## What to work on
Please write the following entries out once more, exactly.

Saved data entries:

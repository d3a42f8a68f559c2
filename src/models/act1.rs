use chrono::{DateTime, Utc};
use serde::{Deserialize, Serialize};
use serde_json::{Map, Value};

/// Case intake: what the AI extracted from the uploaded judgment.
///
/// Every field here has already passed through the normalizers, so readers can
/// rely on the canonical shapes (flat party lists, closed enums, confidence in
/// `[0, 1]`).
#[derive(Debug, Clone, Default, Serialize, Deserialize, PartialEq)]
#[serde(rename_all = "camelCase")]
pub struct Act1Snapshot {
    pub basic_info: BasicInfo,
    pub facts: Facts,
    pub evidence: Evidence,
    pub reasoning: Reasoning,
    pub metadata: ExtractionMetadata,
}

#[derive(Debug, Clone, Default, Serialize, Deserialize, PartialEq)]
#[serde(rename_all = "camelCase")]
pub struct BasicInfo {
    #[serde(default, skip_serializing_if = "Option::is_none")]
    pub case_number: Option<String>,
    #[serde(default, skip_serializing_if = "Option::is_none")]
    pub court: Option<String>,
    #[serde(default, skip_serializing_if = "Option::is_none")]
    pub judge_date: Option<String>,
    #[serde(default, skip_serializing_if = "Option::is_none")]
    pub case_type: Option<String>,
    pub parties: Parties,
}

/// Parties to the case, always stored as flat name lists.
#[derive(Debug, Clone, Default, Serialize, Deserialize, PartialEq)]
#[serde(rename_all = "camelCase")]
pub struct Parties {
    pub plaintiff: Vec<String>,
    pub defendant: Vec<String>,
    pub third_party: Vec<String>,
}

#[derive(Debug, Clone, Default, Serialize, Deserialize, PartialEq)]
#[serde(rename_all = "camelCase")]
pub struct Facts {
    pub summary: String,
    #[serde(default, skip_serializing_if = "Option::is_none")]
    pub timeline: Option<Vec<TimelineEvent>>,
    #[serde(default, skip_serializing_if = "Option::is_none")]
    pub key_facts: Option<Vec<String>>,
}

/// One dated event on the case timeline. Keys the extractor added beyond
/// `date` and `event` are kept as-is.
#[derive(Debug, Clone, Default, Serialize, Deserialize, PartialEq)]
pub struct TimelineEvent {
    pub date: String,
    pub event: String,
    #[serde(flatten)]
    pub extra: Map<String, Value>,
}

#[derive(Debug, Clone, Default, Serialize, Deserialize, PartialEq)]
#[serde(rename_all = "camelCase")]
pub struct Evidence {
    pub summary: String,
    #[serde(default, skip_serializing_if = "Option::is_none")]
    pub items: Option<Vec<EvidenceItem>>,
}

#[derive(Debug, Clone, Serialize, Deserialize, PartialEq)]
#[serde(rename_all = "camelCase")]
pub struct EvidenceItem {
    #[serde(rename = "type")]
    pub kind: EvidenceType,
    /// Never empty; items without a description are dropped during building.
    pub description: String,
    #[serde(default, skip_serializing_if = "Option::is_none")]
    pub submitted_by: Option<SubmittedBy>,
}

/// Canonical evidence categories.
#[derive(Debug, Clone, Copy, Serialize, Deserialize, PartialEq, Eq, Default)]
#[serde(rename_all = "snake_case")]
pub enum EvidenceType {
    #[default]
    Documentary,
    Testimonial,
    Physical,
    Expert,
}

impl EvidenceType {
    pub const ALL: [EvidenceType; 4] = [
        Self::Documentary,
        Self::Testimonial,
        Self::Physical,
        Self::Expert,
    ];

    pub fn as_str(&self) -> &'static str {
        match self {
            Self::Documentary => "documentary",
            Self::Testimonial => "testimonial",
            Self::Physical => "physical",
            Self::Expert => "expert",
        }
    }
}

/// Who put a piece of evidence before the court.
#[derive(Debug, Clone, Copy, Serialize, Deserialize, PartialEq, Eq)]
pub enum SubmittedBy {
    #[serde(rename = "plaintiff")]
    Plaintiff,
    #[serde(rename = "defendant")]
    Defendant,
    #[serde(rename = "third-party")]
    ThirdParty,
    #[serde(rename = "court")]
    Court,
}

impl SubmittedBy {
    pub const ALL: [SubmittedBy; 4] = [
        Self::Plaintiff,
        Self::Defendant,
        Self::ThirdParty,
        Self::Court,
    ];

    pub fn as_str(&self) -> &'static str {
        match self {
            Self::Plaintiff => "plaintiff",
            Self::Defendant => "defendant",
            Self::ThirdParty => "third-party",
            Self::Court => "court",
        }
    }
}

#[derive(Debug, Clone, Default, Serialize, Deserialize, PartialEq)]
#[serde(rename_all = "camelCase")]
pub struct Reasoning {
    pub summary: String,
    #[serde(default, skip_serializing_if = "Option::is_none")]
    pub key_arguments: Option<Vec<String>>,
    #[serde(default, skip_serializing_if = "Option::is_none")]
    pub judgment: Option<String>,
}

/// Provenance of the Act 1 extraction.
#[derive(Debug, Clone, Serialize, Deserialize, PartialEq)]
#[serde(rename_all = "camelCase")]
pub struct ExtractionMetadata {
    pub extracted_at: DateTime<Utc>,
    /// Always within `[0, 1]`.
    pub confidence: f64,
    /// Milliseconds spent on extraction.
    pub processing_time: u64,
    pub ai_model: String,
    pub extraction_method: ExtractionMethod,
}

impl Default for ExtractionMetadata {
    fn default() -> Self {
        Self {
            extracted_at: DateTime::<Utc>::UNIX_EPOCH,
            confidence: 0.0,
            processing_time: 0,
            ai_model: UNKNOWN_AI_MODEL.to_string(),
            extraction_method: ExtractionMethod::Ai,
        }
    }
}

/// Model name recorded when the upstream payload does not say which model ran.
pub const UNKNOWN_AI_MODEL: &str = "unknown";

#[derive(Debug, Clone, Copy, Serialize, Deserialize, PartialEq, Eq, Default)]
#[serde(rename_all = "snake_case")]
pub enum ExtractionMethod {
    #[default]
    Ai,
    Rule,
    Hybrid,
    Manual,
}

impl ExtractionMethod {
    pub const ALL: [ExtractionMethod; 4] = [Self::Ai, Self::Rule, Self::Hybrid, Self::Manual];

    pub fn as_str(&self) -> &'static str {
        match self {
            Self::Ai => "ai",
            Self::Rule => "rule",
            Self::Hybrid => "hybrid",
            Self::Manual => "manual",
        }
    }
}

## Reply to the exercise
repository d3a42f8a68f559c2
filename src/models/act1.rs
use chrono::{DateTime, Utc};
use serde::{Deserialize, Serialize};
use serde_json::{Map, Value};

/// Case intake: what the AI extracted from the uploaded judgment.
///
/// Every field here has already passed through the normalizers, so readers can
/// rely on the canonical shapes (flat party lists, closed enums, confidence in
/// `[0, 1]`).
#[derive(Debug, Clone, Default, Serialize, Deserialize, PartialEq)]
#[serde(rename_all = "camelCase")]
pub struct Act1Snapshot {
    pub basic_info: BasicInfo,
    pub facts: Facts,
    pub evidence: Evidence,
    pub reasoning: Reasoning,
    pub metadata: ExtractionMetadata,
}

#[derive(Debug, Clone, Default, Serialize, Deserialize, PartialEq)]
#[serde(rename_all = "camelCase")]
pub struct BasicInfo {
    #[serde(default, skip_serializing_if = "Option::is_none")]
    pub case_number: Option<String>,
    #[serde(default, skip_serializing_if = "Option::is_none")]
    pub court: Option<String>,
    #[serde(default, skip_serializing_if = "Option::is_none")]
    pub judge_date: Option<String>,
    #[serde(default, skip_serializing_if = "Option::is_none")]
    pub case_type: Option<String>,
    pub parties: Parties,
}

/// Parties to the case, always stored as flat name lists.
#[derive(Debug, Clone, Default, Serialize, Deserialize, PartialEq)]
#[serde(rename_all = "camelCase")]
pub struct Parties {
    pub plaintiff: Vec<String>,
    pub defendant: Vec<String>,
    pub third_party: Vec<String>,
}

#[derive(Debug, Clone, Default, Serialize, Deserialize, PartialEq)]
#[serde(rename_all = "camelCase")]
pub struct Facts {
    pub summary: String,
    #[serde(default, skip_serializing_if = "Option::is_none")]
    pub timeline: Option<Vec<TimelineEvent>>,
    #[serde(default, skip_serializing_if = "Option::is_none")]
    pub key_facts: Option<Vec<String>>,
}

/// One dated event on the case timeline. Keys the extractor added beyond
/// `date` and `event` are kept as-is.
#[derive(Debug, Clone, Default, Serialize, Deserialize, PartialEq)]
pub struct TimelineEvent {
    pub date: String,
    pub event: String,
    #[serde(flatten)]
    pub extra: Map<String, Value>,
}

#[derive(Debug, Clone, Default, Serialize, Deserialize, PartialEq)]
#[serde(rename_all = "camelCase")]
pub struct Evidence {
    pub summary: String,
    #[serde(default, skip_serializing_if = "Option::is_none")]
    pub items: Option<Vec<EvidenceItem>>,
}

#[derive(Debug, Clone, Serialize, Deserialize, PartialEq)]
#[serde(rename_all = "camelCase")]
pub struct EvidenceItem {
    #[serde(rename = "type")]
    pub kind: EvidenceType,
    /// Never empty; items without a description are dropped during building.
    pub description: String,
    #[serde(default, skip_serializing_if = "Option::is_none")]
    pub submitted_by: Option<SubmittedBy>,
}

/// Canonical evidence categories.
#[derive(Debug, Clone, Copy, Serialize, Deserialize, PartialEq, Eq, Default)]
#[serde(rename_all = "snake_case")]
pub enum EvidenceType {
    #[default]
    Documentary,
    Testimonial,
    Physical,
    Expert,
}

impl EvidenceType {
    pub const ALL: [EvidenceType; 4] = [
        Self::Documentary,
        Self::Testimonial,
        Self::Physical,
        Self::Expert,
    ];

    pub fn as_str(&self) -> &'static str {
        match self {
            Self::Documentary => "documentary",
            Self::Testimonial => "testimonial",
            Self::Physical => "physical",
            Self::Expert => "expert",
        }
    }
}

/// Who put a piece of evidence before the court.
#[derive(Debug, Clone, Copy, Serialize, Deserialize, PartialEq, Eq)]
pub enum SubmittedBy {
    #[serde(rename = "plaintiff")]
    Plaintiff,
    #[serde(rename = "defendant")]
    Defendant,
    #[serde(rename = "third-party")]
    ThirdParty,
    #[serde(rename = "court")]
    Court,
}

impl SubmittedBy {
    pub const ALL: [SubmittedBy; 4] = [
        Self::Plaintiff,
        Self::Defendant,
        Self::ThirdParty,
        Self::Court,
    ];

    pub fn as_str(&self) -> &'static str {
        match self {
            Self::Plaintiff => "plaintiff",
            Self::Defendant => "defendant",
            Self::ThirdParty => "third-party",
            Self::Court => "court",
        }
    }
}

#[derive(Debug, Clone, Default, Serialize, Deserialize, PartialEq)]
#[serde(rename_all = "camelCase")]
pub struct Reasoning {
    pub summary: String,
    #[serde(default, skip_serializing_if = "Option::is_none")]
    pub key_arguments: Option<Vec<String>>,
    #[serde(default, skip_serializing_if = "Option::is_none")]
    pub judgment: Option<String>,
}

/// Provenance of the Act 1 extraction.
#[derive(Debug, Clone, Serialize, Deserialize, PartialEq)]
#[serde(rename_all = "camelCase")]
pub struct ExtractionMetadata {
    pub extracted_at: DateTime<Utc>,
    /// Always within `[0, 1]`.
    pub confidence: f64,
    /// Milliseconds spent on extraction.
    pub processing_time: u64,
    pub ai_model: String,
    pub extraction_method: ExtractionMethod,
}

impl Default for ExtractionMetadata {
    fn default() -> Self {
        Self {
            extracted_at: DateTime::<Utc>::UNIX_EPOCH,
            confidence: 0.0,
            processing_time: 0,
            ai_model: UNKNOWN_AI_MODEL.to_string(),
            extraction_method: ExtractionMethod::Ai,
        }
    }
}

/// Model name recorded when the upstream payload does not say which model ran.
pub const UNKNOWN_AI_MODEL: &str = "unknown";

#[derive(Debug, Clone, Copy, Serialize, Deserialize, PartialEq, Eq, Default)]
#[serde(rename_all = "snake_case")]
pub enum ExtractionMethod {
    #[default]
    Ai,
    Rule,
    Hybrid,
    Manual,
}

impl ExtractionMethod {
    pub const ALL: [ExtractionMethod; 4] = [Self::Ai, Self::Rule, Self::Hybrid, Self::Manual];

    pub fn as_str(&self) -> &'static str {
        match self {
            Self::Ai => "ai",
            Self::Rule => "rule",
            Self::Hybrid => "hybrid",
            Self::Manual => "manual",
        }
    }
}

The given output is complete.